Zwischen Kostenexplosion und Gutachtenflut – Stuttgart 21 als Geschäftsmodell für Beratungsunternehmen
Wenn öffentliches Scheitern zum privaten Geschäftsmodell mutiert
Das Bahnprojekt Stuttgart 21 ist längst mehr als ein Symbol für deutsche Infrastrukturmisere. Es hat sich zu einem Paradebeispiel dafür entwickelt, wie aus chronischen Verzögerungen, explodierenden Kosten und permanenter Planungsunsicherheit ein lukratives Dauermandat für die internationale Beratungsindustrie erwachsen kann. Während der Steuerzahler Milliarde um Milliarde in ein Projekt pumpt, dessen Fertigstellung sich immer weiter in die Zukunft verschiebt, floriert ein paralleler Wirtschaftszweig, der von genau dieser Dysfunktionalität profitiert. Die großen Beratungshäuser haben sich längst als unverzichtbare Begleiter öffentlicher Großprojekte etabliert, ihre Gutachten, Analysen und Prüfberichte sind fester Bestandteil jeder Krisensitzung, jeder Aufsichtsratssitzung und jeder politischen Rechtfertigungsschlacht. Doch was diese Beratungsleistungen tatsächlich kosten und ob sie den proklamierten Mehrwert liefern, bleibt systematisch im Dunkeln.
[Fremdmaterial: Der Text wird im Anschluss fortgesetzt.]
//! Models: one shared vertex/index buffer pair plus materials and animations
//!
//! Every mesh of an imported model is appended to the same growable
//! geometry; renderables reference a range of it by offset and count.

use std::fs::File;
use std::io::{BufReader, BufWriter, Write};
use std::path::{Path, PathBuf};

use super::{
    impl_resource_kind, name_from_path, Animation, LoadState, Loadable, Material, Resource, ResourceError,
    ResourceHandle, ResourceHeader, ResourceManager,
};
use crate::foundation::math::{BoundingBox, Vec3};
use crate::io::{BinaryReader, BinaryWriter, StreamError};
use crate::rendering::{BufferId, BufferKind, DeviceError, GraphicsDevice, Vertex};
use crate::scene::EntityId;

/// Extension of engine-format models
pub const MODEL_EXTENSION: &str = "model";

/// Shared geometry of a model
pub struct Model {
    header: ResourceHeader,
    root_entity: Option<EntityId>,
    vertices: Vec<Vertex>,
    indices: Vec<u32>,
    vertex_buffer: Option<BufferId>,
    index_buffer: Option<BufferId>,
    bounding_box: BoundingBox,
    normalized_scale: f32,
    materials: Vec<ResourceHandle<Material>>,
    animations: Vec<ResourceHandle<Animation>>,
    material_paths: Vec<PathBuf>,
}

impl Model {
    /// Create an empty model
    pub fn new(header: ResourceHeader) -> Self {
        Self {
            header,
            root_entity: None,
            vertices: Vec::new(),
            indices: Vec::new(),
            vertex_buffer: None,
            index_buffer: None,
            bounding_box: BoundingBox::default(),
            normalized_scale: 1.0,
            materials: Vec::new(),
            animations: Vec::new(),
            material_paths: Vec::new(),
        }
    }

    /// Append a mesh; returns `(index_offset, vertex_offset)` of its range
    pub fn geometry_append(&mut self, indices: &[u32], vertices: &[Vertex]) -> (u32, u32) {
        let index_offset = to_u32(self.indices.len());
        let vertex_offset = to_u32(self.vertices.len());
        self.indices.extend_from_slice(indices);
        self.vertices.extend_from_slice(vertices);
        (index_offset, vertex_offset)
    }

    /// Copy out one range of the shared geometry
    ///
    /// Ranges outside the geometry are clamped.
    pub fn geometry_get(
        &self,
        index_offset: u32,
        index_count: u32,
        vertex_offset: u32,
        vertex_count: u32,
    ) -> (Vec<u32>, Vec<Vertex>) {
        (
            slice_range(&self.indices, index_offset, index_count).to_vec(),
            slice_range(&self.vertices, vertex_offset, vertex_count).to_vec(),
        )
    }

    /// Upload the shared geometry and refresh bounds and normalized scale
    pub fn geometry_update(&mut self, device: &dyn GraphicsDevice) -> Result<(), DeviceError> {
        if self.vertices.is_empty() || self.indices.is_empty() {
            log::warn!("Model '{}' has no geometry to upload", self.header.name);
            return Ok(());
        }

        self.vertex_buffer = Some(device.create_buffer(BufferKind::Vertex, bytemuck::cast_slice(&self.vertices))?);
        self.index_buffer = Some(device.create_buffer(BufferKind::Index, bytemuck::cast_slice(&self.indices))?);

        let positions: Vec<Vec3> = self.vertices.iter().map(|v| Vec3::from(v.position)).collect();
        self.bounding_box = BoundingBox::from_points(positions.iter());
        let extent = self.bounding_box.size().max();
        self.normalized_scale = if extent > f32::EPSILON { 1.0 / extent } else { 1.0 };
        Ok(())
    }

    /// Vertex and index buffers, once uploaded
    pub const fn buffers(&self) -> Option<(BufferId, BufferId)> {
        match (self.vertex_buffer, self.index_buffer) {
            (Some(vertices), Some(indices)) => Some((vertices, indices)),
            _ => None,
        }
    }

    /// Number of vertices in the shared buffer
    pub fn vertex_count(&self) -> usize {
        self.vertices.len()
    }

    /// Number of indices in the shared buffer
    pub fn index_count(&self) -> usize {
        self.indices.len()
    }

    /// Bounds of all geometry
    pub const fn bounding_box(&self) -> &BoundingBox {
        &self.bounding_box
    }

    /// Scale that fits the model into a unit cube
    pub const fn normalized_scale(&self) -> f32 {
        self.normalized_scale
    }

    /// Entity at the root of the imported hierarchy
    pub const fn root_entity(&self) -> Option<EntityId> {
        self.root_entity
    }

    /// Set the root entity
    pub fn set_root_entity(&mut self, root: EntityId) {
        self.root_entity = Some(root);
    }

    /// Record a material used by this model
    pub fn add_material(&mut self, material: ResourceHandle<Material>) {
        if let Some(path) = material.read().header().file_path.clone() {
            self.material_paths.push(path);
        }
        self.materials.push(material);
    }

    /// Record an animation of this model
    pub fn add_animation(&mut self, animation: ResourceHandle<Animation>) {
        self.animations.push(animation);
    }

    /// Materials used by this model
    pub fn materials(&self) -> &[ResourceHandle<Material>] {
        &self.materials
    }

    /// Animations of this model
    pub fn animations(&self) -> &[ResourceHandle<Animation>] {
        &self.animations
    }

    fn serialize(&self, writer: &mut BinaryWriter<'_>) -> Result<(), StreamError> {
        writer.write_u64(self.header.id)?;
        writer.write_str(&self.header.name)?;
        writer.write_f32(self.normalized_scale)?;
        writer.write_len(self.material_paths.len())?;
        for path in &self.material_paths {
            writer.write_str(&path.to_string_lossy())?;
        }
        writer.write_vertices(&self.vertices)?;
        writer.write_u32_slice(&self.indices)
    }

    fn deserialize(&mut self, reader: &mut BinaryReader<'_>) -> Result<(), StreamError> {
        self.header.id = reader.read_u64()?;
        self.header.name = reader.read_string()?;
        self.normalized_scale = reader.read_f32()?;
        let material_count = reader.read_len()?;
        self.material_paths = (0..material_count)
            .map(|_| reader.read_string().map(PathBuf::from))
            .collect::<Result<_, _>>()?;
        self.vertices = reader.read_vertices()?;
        self.indices = reader.read_u32_vec()?;
        Ok(())
    }

    /// Load an engine-format model, its materials and its GPU buffers
    pub fn load_from_file(&mut self, path: &Path, manager: &ResourceManager) -> Result<(), ResourceError> {
        self.header.load_state = LoadState::Started;
        let result = File::open(path).map_err(ResourceError::from).and_then(|file| {
            let mut reader = BufReader::new(file);
            self.deserialize(&mut BinaryReader::new(&mut reader))
                .map_err(ResourceError::from)
        });
        if let Err(e) = result {
            log::error!("Failed to load model {}: {e}", path.display());
            self.header.load_state = LoadState::Failed;
            return Err(e);
        }
        self.header.file_path = Some(path.to_path_buf());

        for material_path in std::mem::take(&mut self.material_paths) {
            if let Some(material) = manager.load::<Material>(&material_path) {
                self.add_material(material);
            }
        }

        if let Err(e) = self.geometry_update(manager.device().as_ref()) {
            log::error!("Failed to upload model {}: {e}", path.display());
            self.header.load_state = LoadState::Failed;
            return Err(e.into());
        }
        self.header.load_state = LoadState::Completed;
        Ok(())
    }
}

fn to_u32(value: usize) -> u32 {
    u32::try_from(value).unwrap_or(u32::MAX)
}

fn slice_range<T>(items: &[T], offset: u32, count: u32) -> &[T] {
    let start = (offset as usize).min(items.len());
    let end = start.saturating_add(count as usize).min(items.len());
    &items[start..end]
}

impl Resource for Model {
    impl_resource_kind!(Model);

    fn header(&self) -> &ResourceHeader {
        &self.header
    }

    fn header_mut(&mut self) -> &mut ResourceHeader {
        &mut self.header
    }

    fn memory_usage(&self) -> usize {
        self.vertices.len() * std::mem::size_of::<Vertex>() + self.indices.len() * std::mem::size_of::<u32>()
    }

    fn save_to_file(&self, path: &Path) -> Result<(), ResourceError> {
        let mut file = BufWriter::new(File::create(path)?);
        self.serialize(&mut BinaryWriter::new(&mut file))?;
        file.flush()?;
        Ok(())
    }
}

impl Loadable for Model {
    fn load(manager: &ResourceManager, path: &Path) -> Result<Self, ResourceError> {
        let mut model = Self::new(ResourceHeader::new(manager.next_id()).with_name(name_from_path(path)));
        model.load_from_file(path, manager)?;
        Ok(model)
    }
}

#[cfg(test)]
mod tests {
    use super::*;
    use crate::rendering::HeadlessDevice;
    use approx::assert_relative_eq;

    fn quad(offset: f32) -> (Vec<u32>, Vec<Vertex>) {
        let vertices = [[0.0, 0.0], [1.0, 0.0], [1.0, 1.0], [0.0, 1.0]]
            .iter()
            .map(|[x, y]| Vertex::new([x + offset, *y, 0.0], [*x, *y], [0.0, 0.0, 1.0]))
            .collect();
        (vec![0, 1, 2, 0, 2, 3], vertices)
    }

    #[test]
    fn test_append_returns_running_offsets() {
        let mut model = Model::new(ResourceHeader::new(1));
        let (indices, vertices) = quad(0.0);

        assert_eq!(model.geometry_append(&indices, &vertices), (0, 0));
        assert_eq!(model.geometry_append(&indices, &vertices), (6, 4));
        assert_eq!(model.vertex_count(), 8);
        assert_eq!(model.index_count(), 12);
    }

    #[test]
    fn test_get_returns_appended_range() {
        let mut model = Model::new(ResourceHeader::new(1));
        let (indices, first) = quad(0.0);
        let (_, second) = quad(5.0);
        model.geometry_append(&indices, &first);
        let (index_offset, vertex_offset) = model.geometry_append(&indices, &second);

        let (got_indices, got_vertices) = model.geometry_get(index_offset, 6, vertex_offset, 4);
        assert_eq!(got_indices, indices);
        assert_eq!(got_vertices, second);

        // Out-of-range requests are clamped
        let (clamped, _) = model.geometry_get(10, 100, 0, 0);
        assert_eq!(clamped.len(), 2);
    }

    #[test]
    fn test_update_uploads_and_normalizes() {
        let device = HeadlessDevice::new();
        let mut model = Model::new(ResourceHeader::new(1));
        let (indices, vertices) = quad(0.0);
        model.geometry_append(&indices, &vertices);
        let (_, shifted) = quad(3.0);
        model.geometry_append(&indices, &shifted);

        model.geometry_update(&device).unwrap();
        assert!(model.buffers().is_some());
        assert_relative_eq!(model.bounding_box().size(), Vec3::new(4.0, 1.0, 0.0));
        assert_relative_eq!(model.normalized_scale(), 0.25);
    }

    #[test]
    fn test_engine_format_round_trip() {
        let mut model = Model::new(ResourceHeader::new(42).with_name("crate"));
        let (indices, vertices) = quad(0.0);
        model.geometry_append(&indices, &vertices);
        model.material_paths.push(PathBuf::from("Data/Materials/wood.material"));

        let mut bytes = Vec::new();
        model.serialize(&mut BinaryWriter::new(&mut bytes)).unwrap();
        let mut cursor = std::io::Cursor::new(bytes);
        let mut loaded = Model::new(ResourceHeader::new(0));
        loaded.deserialize(&mut BinaryReader::new(&mut cursor)).unwrap();

        assert_eq!(loaded.id(), 42);
        assert_eq!(loaded.name(), "crate");
        assert_eq!(loaded.geometry_get(0, 6, 0, 4), (indices, vertices));
        assert_eq!(loaded.material_paths, model.material_paths);
        assert_eq!(loaded.memory_usage(), model.memory_usage());
    }
}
Die jüngste Verschiebung der Eröffnung von Stuttgart 21 auf unbestimmte Zeit durch Bahnchefin Evelyn Palla markiert nicht nur das Scheitern jahrzehntelanger Planungen, sondern wirft auch ein Schlaglicht auf eine brisante Frage: Wer verdient eigentlich am permanenten Krisenmanagement, und warum scheint die Beratungsindustrie ein inhärentes Interesse daran zu haben, dass Projekte wie Stuttgart 21 niemals zu einem sauberen Abschluss kommen?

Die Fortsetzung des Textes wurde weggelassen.